Friday, December 28, 2007
Mobile (Value Added) Services
I seem to be preparing others well for interviews, I guess. Yesterday, a friend of mine pinged me to take some advice on an interview that he was going to take with a company that provides solutions/application for mobile services providers and devices.
I was quite impressed with my observations that I made about the mobile industry. I know this may sound pompous but i am not trying to blow my own trumpet.
First of all, mobile as technology never had a chasm. Before that we need to see if mobile technology is disruptive. Does it qualify in making the existing infrastructure irrelevant? There is newer infrastructure being set up for mobile services. They definitely are making many of the old landlines irrelevant but they haven't gone and I don't think they would. Two, does it change the way consumers behave? Yes, a lot. Completely? Maybe not. From the point of using the instrument, there is change but the basics remain. Sum total, in my opinion mobile technology is not disruptive. (Please refer ‘Fast Second: How Smart Companies Bypass Radical Innovation to Enter and Dominate New Markets’ by Constantinos C. Markides, Paul A. Geroski)

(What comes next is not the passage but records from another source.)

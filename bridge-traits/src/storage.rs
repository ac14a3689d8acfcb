//! File system seam.
//!
//! The file store, the thumbnail resolver and export folder synchronisation
//! all reach the disk through [`FileSystemAccess`]. `bridge-desktop` provides
//! the tokio-backed implementation.

use async_trait::async_trait;
use bytes::Bytes;
use std::path::{Path, PathBuf};

use crate::error::Result;

/// What the core needs to know about a path.
#[derive(Debug, Clone, PartialEq, Eq)]
pub struct FileMetadata {
    /// Length in bytes; 0 for directories
    pub size: u64,
    /// Unix seconds, when the platform reports it
    pub modified_at: Option<i64>,
    pub is_directory: bool,
}

/// Asynchronous file operations.
///
/// Errors for paths that do not exist should satisfy
/// [`BridgeError::is_not_found`](crate::error::BridgeError::is_not_found);
/// callers rely on that to tell "absent" from "broken".
///
/// ```ignore
/// async fn has_same_size(fs: &dyn FileSystemAccess, a: &Path, b: &Path) -> Result<bool> {
///     Ok(fs.metadata(a).await?.size == fs.metadata(b).await?.size)
/// }
/// ```
#[async_trait]
pub trait FileSystemAccess: Send + Sync {
    /// Home directory of the current user
    async fn get_home_directory(&self) -> Result<PathBuf>;

    async fn exists(&self, path: &Path) -> Result<bool>;

    async fn metadata(&self, path: &Path) -> Result<FileMetadata>;

    /// Create `path` and any missing parents
    async fn create_dir_all(&self, path: &Path) -> Result<()>;

    async fn read_file(&self, path: &Path) -> Result<Bytes>;

    /// Write `data` to `path`, replacing it and creating missing parents
    async fn write_file(&self, path: &Path, data: Bytes) -> Result<()>;

    /// Copy contents, permissions and modification time; returns bytes copied
    async fn copy_file(&self, source: &Path, destination: &Path) -> Result<u64>;

    /// Grant the owner read and write access
    async fn set_read_write(&self, path: &Path) -> Result<()>;

    async fn delete_file(&self, path: &Path) -> Result<()>;

    /// Immediate children of a directory, in no particular order
    async fn list_directory(&self, path: &Path) -> Result<Vec<PathBuf>>;

    /// `false` for missing paths and plain files
    async fn is_directory(&self, path: &Path) -> Result<bool> {
        if !self.exists(path).await? {
            return Ok(false);
        }
        Ok(self.metadata(path).await?.is_directory)
    }
}

#[cfg(test)]
mod tests {
    use super::*;
    use crate::error::BridgeError;
    use mockall::mock;

    mock! {
        pub Fs {}

        #[async_trait]
        impl FileSystemAccess for Fs {
            async fn get_home_directory(&self) -> Result<PathBuf>;
            async fn exists(&self, path: &Path) -> Result<bool>;
            async fn metadata(&self, path: &Path) -> Result<FileMetadata>;
            async fn create_dir_all(&self, path: &Path) -> Result<()>;
            async fn read_file(&self, path: &Path) -> Result<Bytes>;
            async fn write_file(&self, path: &Path, data: Bytes) -> Result<()>;
            async fn copy_file(&self, source: &Path, destination: &Path) -> Result<u64>;
            async fn set_read_write(&self, path: &Path) -> Result<()>;
            async fn delete_file(&self, path: &Path) -> Result<()>;
            async fn list_directory(&self, path: &Path) -> Result<Vec<PathBuf>>;
        }
    }

    fn meta(is_directory: bool) -> FileMetadata {
        FileMetadata {
            size: if is_directory { 0 } else { 10 },
            modified_at: None,
            is_directory,
        }
    }

    #[tokio::test]
    async fn test_is_directory_skips_metadata_for_missing_path() {
        let mut fs = MockFs::new();
        fs.expect_exists().returning(|_| Ok(false));
        fs.expect_metadata().never();

        assert!(!fs.is_directory(Path::new("/exports/gone")).await.unwrap());
    }

    #[tokio::test]
    async fn test_is_directory_follows_metadata() {
        let mut fs = MockFs::new();
        fs.expect_exists().returning(|_| Ok(true));
        fs.expect_metadata()
            .returning(|path| Ok(meta(path == Path::new("/exports"))));

        assert!(fs.is_directory(Path::new("/exports")).await.unwrap());
        assert!(!fs.is_directory(Path::new("/exports/a.jpg")).await.unwrap());
    }

    #[tokio::test]
    async fn test_is_directory_propagates_errors() {
        let mut fs = MockFs::new();
        fs.expect_exists()
            .returning(|_| Err(BridgeError::OperationFailed("device unplugged".into())));

        assert!(fs.is_directory(Path::new("/mnt/usb")).await.is_err());
    }

    #[test]
    fn test_not_found_classification() {
        assert!(BridgeError::PathNotFound(PathBuf::from("/x")).is_not_found());
        let io = std::io::Error::new(std::io::ErrorKind::NotFound, "gone");
        assert!(BridgeError::Io(io).is_not_found());
        assert!(!BridgeError::OperationFailed("disk full".into()).is_not_found());
    }
}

Anyway, if you look it as a standalone technology, mobile never had the problem of having to cross a chasm. Telephony is already well entrenched, there was always a pressing need. And bang, it took off. (Please refer ‘Crossing the Chasm: Marketing and Selling High-Tech Products to Mainstream Customers’ by Geoffrey A. Moore)
So what next?
Mobiles are in main market, at least in India. After having satisfied the basic needs, both users and mobile service providers will naturally look to extract more out of it. That is nothing new about it, isn't it? Think about PCs, first calculations then productivity tool, internet, games, mailing... applications and usage are ever crossing new frontiers.
Isn't it amazing that Maslow's Theory of Hierarchy of Needs is so relevant in non-human sphere, too.
I am, surely, starting to believe that there is a great future of mobile (value added) services. SMS is already ubiquitous. Vodafone is probably one player which is at the forefront in pushing VAS through its ads.
I certainly think that more serious applications will make debut on the handset, if they have already not.
Of course, how many will use? Adoption is for sure going to take a long time. The company of ‘elite’ software engineers that I keep, many are still to do online shopping or banking. I hope I am making my point. If that is the case for PCs, how quick will users adopt it for serious applications? But I am sure the time will come.
I still remember the PR campaign for Tata Sky that I was part of while at 20:20 MEDIA. Tata Sky must be commended for demonstrating thought leadership in making market conducive for DTH before launching its service. For more than a year, we pushed for DTH’s cause. It was only after enough momentum was generated that Tata Sky launched its service.
Something that mobile service providers should consider for VAS.
I think to myself why people use cheque when there is funds transfer facility though net banking. No driving to bank, no traffic, no queues. At your desk, at your own comfort.
I, also, wonder why HDFC Bank charges for certain net banking services that customers avail. The bank should in fact be incentivizing.